Colei che ha gli occhi aperti ad ogni luce

e comprende ogni grazia di parola

vive di tutto ciò che la seduce.

Io vado attenta, perchè vado sola,

e il mio sogno che sa goder di tutto,

se sono un poco triste mi consola.

In succo io ho spremuto ogni buon frutto,

ma non mi volli sazïare e ancora

nessun mio desiderio andò distrutto.

Perciò, pronta al fervor, l'anima adora

per la sua gioia, senza attender doni,

e, come un razzo in ciel notturno, ogni ora

mi sboccia un riso di seduzïoni.

dolcezze

Questo m'abbaglia un attimo e scompare,

disperso in lieve polverio di fuoco

che cade dietro i monti o dentro il mare.

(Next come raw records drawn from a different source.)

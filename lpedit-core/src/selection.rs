//! Derived views over the canonical pod.
//!
//! The device's active (set, preset) lives in the pod itself. What the
//! operator is browsing is tracked separately by [`ViewCursor`], which follows
//! the device's set until the operator picks another one.

use lpedit_types::{Pod, Preset, SetId};

/// The preset the device has active, or `None` unless both selection slots
/// are set and resolve.
pub fn current_preset(pod: &Pod) -> Option<Preset> {
    pod.current_preset().cloned()
}

/// Which set the operator is looking at.
#[derive(Debug, Clone, Copy, Default, PartialEq, Eq)]
pub struct ViewCursor {
    viewed_set: Option<SetId>,
    device_set: Option<SetId>,
}

impl ViewCursor {
    pub fn new() -> Self {
        Self::default()
    }

    /// Called for every new snapshot. The cursor moves with the device only
    /// when the device's set changes, or when the browsed set is gone.
    pub fn sync_with(&mut self, pod: &Pod) {
        let device_set = pod.current_set().map(|set| set.id);
        let viewed_known = self
            .viewed_set
            .is_some_and(|id| pod.sets.iter().any(|set| set.id == id));
        if device_set != self.device_set || !viewed_known {
            self.viewed_set = device_set;
        }
        self.device_set = device_set;
    }

    /// Browse a set without changing the device's selection. Ignored if the
    /// set is not known yet.
    pub fn view_set(&mut self, pod: &Pod, id: SetId) -> bool {
        if pod.sets.iter().any(|set| set.id == id) {
            self.viewed_set = Some(id);
            true
        } else {
            false
        }
    }

    pub fn viewed_set(&self) -> Option<SetId> {
        self.viewed_set
    }

    /// Presets of the browsed set, looked up by the set's own id.
    pub fn viewed_presets<'a>(&self, pod: &'a Pod) -> &'a [Preset] {
        self.viewed_set
            .and_then(|id| pod.sets.iter().find(|set| set.id == id))
            .map(|set| set.presets.as_slice())
            .unwrap_or(&[])
    }
}
//! Controller tying the synchronizer to a backend.
//!
//! Inbound events go through [`PodController::handle_event`]; operator intent
//! goes through the `request_*` methods, which validate, dispatch to the
//! backend and update local state optimistically. Optimistic edits are
//! tracked until the backend echoes them and reverted by [`PodController::tick`]
//! if the echo never comes.

use std::io;
use std::sync::Arc;
use std::time::Instant;

use log::{info, warn};

use lpedit_types::reduce::Reduced;
use lpedit_types::{well_known, Backend, BackendCommand, ParameterId, PodEvent, PresetId, SetId};

use crate::fanout::{Subscription, SubscriptionId};
use crate::mutation::{
    validate, MutationOutcome, PendingChanges, RejectReason, ServiceOptions, TapOutcome, TapTempo,
};
use crate::snapshot::PodSnapshot;
use crate::sync::PodSync;

/// What a tap did: the estimate, and the submission outcome if one was made.
#[derive(Debug, Clone, PartialEq)]
pub struct TapResult {
    pub outcome: TapOutcome,
    pub submitted: Option<MutationOutcome>,
}

pub struct PodController<B: Backend> {
    sync: PodSync,
    backend: B,
    pending: PendingChanges,
    tap: TapTempo,
    options: ServiceOptions,
}

impl<B: Backend> PodController<B> {
    pub fn new(backend: B, options: ServiceOptions) -> Self {
        Self {
            sync: PodSync::new(),
            backend,
            pending: PendingChanges::new(options.pending_timeout),
            tap: TapTempo::new(),
            options,
        }
    }

    pub fn snapshot(&self) -> Arc<PodSnapshot> {
        self.sync.snapshot()
    }

    pub fn subscribe(&mut self) -> Subscription {
        self.sync.subscribe()
    }

    pub fn unsubscribe(&mut self, id: SubscriptionId) -> bool {
        self.sync.unsubscribe(id)
    }

    pub fn sync(&self) -> &PodSync {
        &self.sync
    }

    pub fn backend(&self) -> &B {
        &self.backend
    }

    pub fn backend_mut(&mut self) -> &mut B {
        &mut self.backend
    }

    /// Tear down the controller, handing back the transport.
    pub fn into_backend(self) -> B {
        self.backend
    }

    pub fn pending(&self) -> &PendingChanges {
        &self.pending
    }

    /// Merge an event from the backend.
    pub fn handle_event(&mut self, event: &PodEvent) -> Reduced {
        match event {
            PodEvent::ParameterChange(parameter) => {
                self.pending.confirm(parameter);
            }
            PodEvent::Start
            | PodEvent::Stop { .. }
            | PodEvent::PresetChange(_)
            | PodEvent::SetChange(_) => {
                if !self.pending.is_empty() {
                    info!(target: "mutation", "dropping {} pending edit(s) on {}", self.pending.len(), event.kind());
                    self.pending.clear();
                }
            }
            _ => {}
        }
        self.sync.apply(event)
    }

    /// Validate and apply a parameter change on the selected preset.
    pub fn request_parameter_value(&mut self, parameter_id: ParameterId, value: &str) -> MutationOutcome {
        self.request_parameter_value_at(parameter_id, value, Instant::now())
    }

    pub fn request_parameter_value_at(
        &mut self,
        parameter_id: ParameterId,
        value: &str,
        now: Instant,
    ) -> MutationOutcome {
        let outcome = self.try_request(parameter_id, value, now);
        if let MutationOutcome::Rejected(reason) = &outcome {
            warn!(target: "mutation", "parameter {} <- '{}' rejected: {}", parameter_id, value, reason);
        }
        outcome
    }

    fn try_request(&mut self, parameter_id: ParameterId, value: &str, now: Instant) -> MutationOutcome {
        let Some((set, preset)) = self.sync.selection() else {
            return MutationOutcome::Rejected(RejectReason::NoSelection);
        };
        let snapshot = self.sync.snapshot();
        let Some(current) = snapshot.current_preset.as_ref() else {
            return MutationOutcome::Rejected(RejectReason::NoSelection);
        };
        let Some(parameter) = current.parameter(parameter_id) else {
            return MutationOutcome::Rejected(RejectReason::UnknownParameter(parameter_id));
        };
        if let Err(reason) = validate(parameter, value, self.options.strict_enumerations) {
            return MutationOutcome::Rejected(reason);
        }

        let command = BackendCommand::SetParameterValue {
            parameter_id,
            value: value.to_string(),
        };
        if let Err(e) = self.backend.send(command) {
            return MutationOutcome::Rejected(RejectReason::Dispatch(e.to_string()));
        }

        if let Some(previous) = self.sync.set_parameter_value(parameter_id, value) {
            self.pending.record(set, preset, previous, value, now);
        }
        MutationOutcome::Accepted
    }

    /// Tempo typed by the operator.
    pub fn request_tempo(&mut self, text: &str) -> MutationOutcome {
        self.request_parameter_value(well_known::TEMPO, text.trim())
    }

    /// Register a tap at `now_ms` and submit the estimate when it is in range.
    pub fn tap_tempo(&mut self, now_ms: u64) -> TapResult {
        let snapshot = self.sync.snapshot();
        let tempo = snapshot
            .current_preset
            .as_ref()
            .and_then(|p| p.parameter(well_known::TEMPO));
        let outcome = self.tap.tap(now_ms, tempo);
        let submitted = match outcome {
            TapOutcome::Estimated(bpm) => {
                Some(self.request_parameter_value(well_known::TEMPO, &bpm.to_string()))
            }
            _ => None,
        };
        TapResult { outcome, submitted }
    }

    /// Ask the device to switch presets. Local state waits for the echo.
    pub fn set_preset(&mut self, preset_id: PresetId, set_id: SetId) -> io::Result<()> {
        self.backend.send(BackendCommand::SetPreset { preset_id, set_id })
    }

    pub fn save_preset(&mut self) -> io::Result<()> {
        self.backend.send(BackendCommand::SavePreset)
    }

    pub fn reload_preset(&mut self) -> io::Result<()> {
        self.backend.send(BackendCommand::ReloadPreset)
    }

    pub fn start_device(&mut self, device: &str) -> io::Result<()> {
        self.backend.send(BackendCommand::Start {
            device: device.to_string(),
        })
    }

    pub fn stop_device(&mut self) -> io::Result<()> {
        self.backend.send(BackendCommand::Stop)
    }

    pub fn list_devices(&mut self) -> io::Result<()> {
        self.backend.send(BackendCommand::ListDevices)
    }

    /// Revert edits whose echo is overdue. Returns how many were reverted.
    pub fn tick(&mut self, now: Instant) -> usize {
        let mut reverted = 0;
        for change in self.pending.expire(now) {
            warn!(
                target: "mutation",
                "no confirmation for parameter {} = '{}', reverting to '{}'",
                change.confirmed.id, change.requested, change.confirmed.value
            );
            if self.sync.restore_parameter(change.set, change.preset, change.confirmed) {
                reverted += 1;
            }
        }
        reverted
    }
}

#[cfg(test)]
mod tests {
    use super::*;
    use std::time::Duration;

    use lpedit_types::{Parameter, Preset};

    use crate::backend::RecordingBackend;

    fn controller() -> PodController<RecordingBackend> {
        let mut c = PodController::new(RecordingBackend::new(), ServiceOptions::default());
        let mut preset = Preset::new(PresetId::new(0), SetId::new(0), "P1");
        preset.parameters.push(Parameter::enumerated(
            ParameterId::new(0),
            "Input 1 Source",
            "Guitar",
            &["Guitar", "Mic"],
        ));
        for i in 1..3 {
            preset
                .parameters
                .push(Parameter::numeric(ParameterId::new(i), "p", 0.0, 0, 10));
        }
        preset
            .parameters
            .push(Parameter::numeric(well_known::TEMPO, "Tempo", 120.0, 40, 220));
        c.handle_event(&PodEvent::Start);
        c.handle_event(&PodEvent::PresetChange(preset));
        c
    }

    fn tempo_value(c: &PodController<RecordingBackend>) -> String {
        c.snapshot().current_preset.as_ref().unwrap().parameters[3].value.clone()
    }

    #[test]
    fn accepted_request_dispatches_and_updates() {
        let mut c = controller();
        assert_eq!(c.request_tempo(" 98 "), MutationOutcome::Accepted);
        assert_eq!(
            c.backend_mut().take(),
            vec![BackendCommand::SetParameterValue {
                parameter_id: well_known::TEMPO,
                value: "98".into()
            }]
        );
        assert_eq!(tempo_value(&c), "98");
        assert!(c.pending().is_pending(well_known::TEMPO));
    }

    #[test]
    fn out_of_range_is_rejected_without_side_effects() {
        let mut c = controller();
        let before = c.snapshot();
        let outcome = c.request_parameter_value(well_known::TEMPO, "500");
        assert!(matches!(
            outcome,
            MutationOutcome::Rejected(RejectReason::OutOfRange { .. })
        ));
        assert!(c.backend().sent.is_empty());
        assert!(Arc::ptr_eq(&before, &c.snapshot()));
    }

    #[test]
    fn enumerated_values_are_not_rechecked() {
        let mut c = controller();
        assert!(c
            .request_parameter_value(well_known::INPUT_1_SOURCE, "Aux")
            .is_accepted());
    }

    #[test]
    fn no_selection_is_rejected() {
        let mut c = PodController::new(RecordingBackend::new(), ServiceOptions::default());
        assert_eq!(
            c.request_parameter_value(ParameterId::new(0), "1"),
            MutationOutcome::Rejected(RejectReason::NoSelection)
        );
        assert!(c.backend().sent.is_empty());
    }

    #[test]
    fn unknown_parameter_is_rejected() {
        let mut c = controller();
        assert_eq!(
            c.request_parameter_value(ParameterId::new(42), "1"),
            MutationOutcome::Rejected(RejectReason::UnknownParameter(ParameterId::new(42)))
        );
    }

    #[test]
    fn dispatch_failure_leaves_state_alone() {
        let mut c = controller();
        c.backend_mut().failure = Some(io::ErrorKind::BrokenPipe);
        let outcome = c.request_tempo("100");
        assert!(matches!(outcome, MutationOutcome::Rejected(RejectReason::Dispatch(_))));
        assert_eq!(tempo_value(&c), "120");
        assert!(c.pending().is_empty());
    }

    #[test]
    fn echo_confirms_and_tick_keeps_value() {
        let mut c = controller();
        let now = Instant::now();
        c.request_parameter_value_at(well_known::TEMPO, "100", now);
        let mut echo = Parameter::numeric(well_known::TEMPO, "Tempo", 100.0, 40, 220);
        echo.value = "100".into();
        c.handle_event(&PodEvent::ParameterChange(echo));
        assert!(c.pending().is_empty());
        assert_eq!(c.tick(now + Duration::from_secs(60)), 0);
        assert_eq!(tempo_value(&c), "100");
    }

    #[test]
    fn missing_echo_reverts_after_timeout() {
        let mut c = controller();
        let now = Instant::now();
        c.request_parameter_value_at(well_known::TEMPO, "100", now);
        assert_eq!(c.tick(now + Duration::from_millis(10)), 0);
        assert_eq!(tempo_value(&c), "100");
        assert_eq!(c.tick(now + Duration::from_secs(3)), 1);
        assert_eq!(tempo_value(&c), "120");
    }

    #[test]
    fn preset_switch_drops_pending_edits() {
        let mut c = controller();
        let now = Instant::now();
        c.request_parameter_value_at(well_known::TEMPO, "100", now);
        c.handle_event(&PodEvent::PresetChange(Preset::new(PresetId::new(1), SetId::new(0), "P2")));
        assert!(c.pending().is_empty());
        assert_eq!(c.tick(now + Duration::from_secs(10)), 0);
    }

    #[test]
    fn set_preset_only_dispatches() {
        let mut c = controller();
        let before = c.snapshot();
        c.set_preset(PresetId::new(3), SetId::new(1)).unwrap();
        assert_eq!(
            c.backend().sent,
            vec![BackendCommand::SetPreset {
                preset_id: PresetId::new(3),
                set_id: SetId::new(1)
            }]
        );
        assert!(Arc::ptr_eq(&before, &c.snapshot()));
    }

    #[test]
    fn tap_tempo_submits_in_range_estimate() {
        let mut c = controller();
        assert_eq!(c.tap_tempo(0).outcome, TapOutcome::Anchored);
        let result = c.tap_tempo(500);
        assert_eq!(result.outcome, TapOutcome::Estimated(120.0));
        assert_eq!(result.submitted, Some(MutationOutcome::Accepted));
        assert_eq!(
            c.backend().sent.last(),
            Some(&BackendCommand::SetParameterValue {
                parameter_id: well_known::TEMPO,
                value: "120".into()
            })
        );
    }

    #[test]
    fn tap_tempo_discards_fast_taps() {
        let mut c = controller();
        c.tap_tempo(0);
        let result = c.tap_tempo(50);
        assert_eq!(result.outcome, TapOutcome::OutOfRange(1200.0));
        assert_eq!(result.submitted, None);
        assert!(c.backend().sent.is_empty());
    }

    #[test]
    fn passthrough_commands() {
        let mut c = PodController::new(RecordingBackend::new(), ServiceOptions::default());
        c.start_device("hw:1").unwrap();
        c.save_preset().unwrap();
        c.reload_preset().unwrap();
        c.list_devices().unwrap();
        c.stop_device().unwrap();
        let names: Vec<&str> = c.backend().sent.iter().map(|cmd| cmd.name()).collect();
        assert_eq!(names, vec!["start", "savePreset", "reloadPreset", "listDevices", "stop"]);
    }
}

Solo una meraviglia di bel gioco

e uno sprazzo di luce entro i miei occhi

ne resta, che si spegne a poco a poco.

Ma sembrami talora che mi tocchi

una mano leggiera e di dolcezza

viva l'anima chiusa mi trabocchi.

E se cerco chi mai quella carezza

tentò nell'ombra con la man furtiva,

sorprendo la mia folle giovinezza

che sorridendo, muta, mi seguiva.

la giovinezza

Giovinezza, a te sola io m'accompagno.

Tu sai tacere quando son serena,

sai parlare quand'io aspra mi lagno.

Sai ammonirmi con la voce piena

di blandizia: — Ma piangere che vale?

Meglio cantar con voce di sirena.

Mi baleni negli occhi un riso eguale

al tremore d'argento d'una stella,

meravigliando d'ogni mio gran male.

Tenti la lode e mormori: — Sei bella!

e scherzi: — Hai sui capelli una corona...

E m'accarezzi come una sorella

finch'io non ti sorrida: — E tu sei buona!